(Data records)
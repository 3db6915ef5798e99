//! Exam-scoped publish/subscribe hub.
//!
//! Every exam gets its own broadcast topic. Delivery is best effort: events
//! published while nobody listens are dropped, and a subscriber that falls
//! more than `capacity` events behind skips the overflow.

use futures::stream::{BoxStream, StreamExt};
use std::collections::HashMap;
use std::sync::{Arc, PoisonError, RwLock};
use tokio::sync::broadcast;
use tokio_stream::wrappers::BroadcastStream;
use tracing::{debug, warn};
use uuid::Uuid;

use crate::models::signal::SignalEnvelope;

const MIN_CAPACITY: usize = 16;

#[derive(Clone)]
pub struct SignalingService {
    topics: Arc<RwLock<HashMap<Uuid, broadcast::Sender<SignalEnvelope>>>>,
    capacity: usize,
}

impl SignalingService {
    pub fn new(capacity: usize) -> Self {
        Self {
            topics: Arc::new(RwLock::new(HashMap::new())),
            capacity: capacity.max(MIN_CAPACITY),
        }
    }

    /// Fire-and-forget. Returns how many subscribers the event reached.
    pub fn publish(&self, envelope: SignalEnvelope) -> usize {
        let sender = self
            .topics
            .read()
            .unwrap_or_else(PoisonError::into_inner)
            .get(&envelope.exam_id)
            .cloned();
        match sender {
            Some(tx) => {
                let event = envelope.event.name();
                let delivered = tx.send(envelope).unwrap_or(0);
                debug!(event, delivered, "Published signal");
                delivered
            }
            None => {
                debug!(exam_id = %envelope.exam_id, event = envelope.event.name(), "No subscribers for exam topic");
                0
            }
        }
    }

    pub fn subscribe(&self, exam_id: Uuid) -> broadcast::Receiver<SignalEnvelope> {
        let mut topics = self.topics.write().unwrap_or_else(PoisonError::into_inner);
        topics
            .entry(exam_id)
            .or_insert_with(|| broadcast::channel(self.capacity).0)
            .subscribe()
    }

    /// Subscription as a stream; lagged segments are logged and skipped.
    pub fn subscribe_stream(&self, exam_id: Uuid) -> BoxStream<'static, SignalEnvelope> {
        into_stream(self.subscribe(exam_id))
    }

    pub fn subscriber_count(&self, exam_id: Uuid) -> usize {
        self.topics
            .read()
            .unwrap_or_else(PoisonError::into_inner)
            .get(&exam_id)
            .map(|tx| tx.receiver_count())
            .unwrap_or(0)
    }

    /// Drops topics nobody listens to. Returns how many were removed.
    pub fn prune(&self) -> usize {
        let mut topics = self.topics.write().unwrap_or_else(PoisonError::into_inner);
        let before = topics.len();
        topics.retain(|_, tx| tx.receiver_count() > 0);
        before - topics.len()
    }

    pub fn topic_count(&self) -> usize {
        self.topics.read().unwrap_or_else(PoisonError::into_inner).len()
    }
}

pub fn into_stream(rx: broadcast::Receiver<SignalEnvelope>) -> BoxStream<'static, SignalEnvelope> {
    BroadcastStream::new(rx)
        .filter_map(|item| async move {
            match item {
                Ok(envelope) => Some(envelope),
                Err(e) => {
                    warn!("Signal subscriber lagged: {}", e);
                    None
                }
            }
        })
        .boxed()
}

TASK DESCRIPTION:
Would you copy out all of the entries exactly?

TASK RESULT:
repository 3db6915ef5798e99
//! Exam-scoped publish/subscribe hub.
//!
//! Every exam gets its own broadcast topic. Delivery is best effort: events
//! published while nobody listens are dropped, and a subscriber that falls
//! more than `capacity` events behind skips the overflow.

use futures::stream::{BoxStream, StreamExt};
use std::collections::HashMap;
use std::sync::{Arc, PoisonError, RwLock};
use tokio::sync::broadcast;
use tokio_stream::wrappers::BroadcastStream;
use tracing::{debug, warn};
use uuid::Uuid;

use crate::models::signal::SignalEnvelope;

const MIN_CAPACITY: usize = 16;

#[derive(Clone)]
pub struct SignalingService {
    topics: Arc<RwLock<HashMap<Uuid, broadcast::Sender<SignalEnvelope>>>>,
    capacity: usize,
}

impl SignalingService {
    pub fn new(capacity: usize) -> Self {
        Self {
            topics: Arc::new(RwLock::new(HashMap::new())),
            capacity: capacity.max(MIN_CAPACITY),
        }
    }

    /// Fire-and-forget. Returns how many subscribers the event reached.
    pub fn publish(&self, envelope: SignalEnvelope) -> usize {
        let sender = self
            .topics
            .read()
            .unwrap_or_else(PoisonError::into_inner)
            .get(&envelope.exam_id)
            .cloned();
        match sender {
            Some(tx) => {
                let event = envelope.event.name();
                let delivered = tx.send(envelope).unwrap_or(0);
                debug!(event, delivered, "Published signal");
                delivered
            }
            None => {
                debug!(exam_id = %envelope.exam_id, event = envelope.event.name(), "No subscribers for exam topic");
                0
            }
        }
    }

    pub fn subscribe(&self, exam_id: Uuid) -> broadcast::Receiver<SignalEnvelope> {
        let mut topics = self.topics.write().unwrap_or_else(PoisonError::into_inner);
        topics
            .entry(exam_id)
            .or_insert_with(|| broadcast::channel(self.capacity).0)
            .subscribe()
    }

    /// Subscription as a stream; lagged segments are logged and skipped.
    pub fn subscribe_stream(&self, exam_id: Uuid) -> BoxStream<'static, SignalEnvelope> {
        into_stream(self.subscribe(exam_id))
    }

    pub fn subscriber_count(&self, exam_id: Uuid) -> usize {
        self.topics
            .read()
            .unwrap_or_else(PoisonError::into_inner)
            .get(&exam_id)
            .map(|tx| tx.receiver_count())
            .unwrap_or(0)
    }

    /// Drops topics nobody listens to. Returns how many were removed.
    pub fn prune(&self) -> usize {
        let mut topics = self.topics.write().unwrap_or_else(PoisonError::into_inner);
        let before = topics.len();
        topics.retain(|_, tx| tx.receiver_count() > 0);
        before - topics.len()
    }

    pub fn topic_count(&self) -> usize {
        self.topics.read().unwrap_or_else(PoisonError::into_inner).len()
    }
}

pub fn into_stream(rx: broadcast::Receiver<SignalEnvelope>) -> BoxStream<'static, SignalEnvelope> {
    BroadcastStream::new(rx)
        .filter_map(|item| async move {
            match item {
                Ok(envelope) => Some(envelope),
                Err(e) => {
                    warn!("Signal subscriber lagged: {}", e);
                    None
                }
            }
        })
        .boxed()
}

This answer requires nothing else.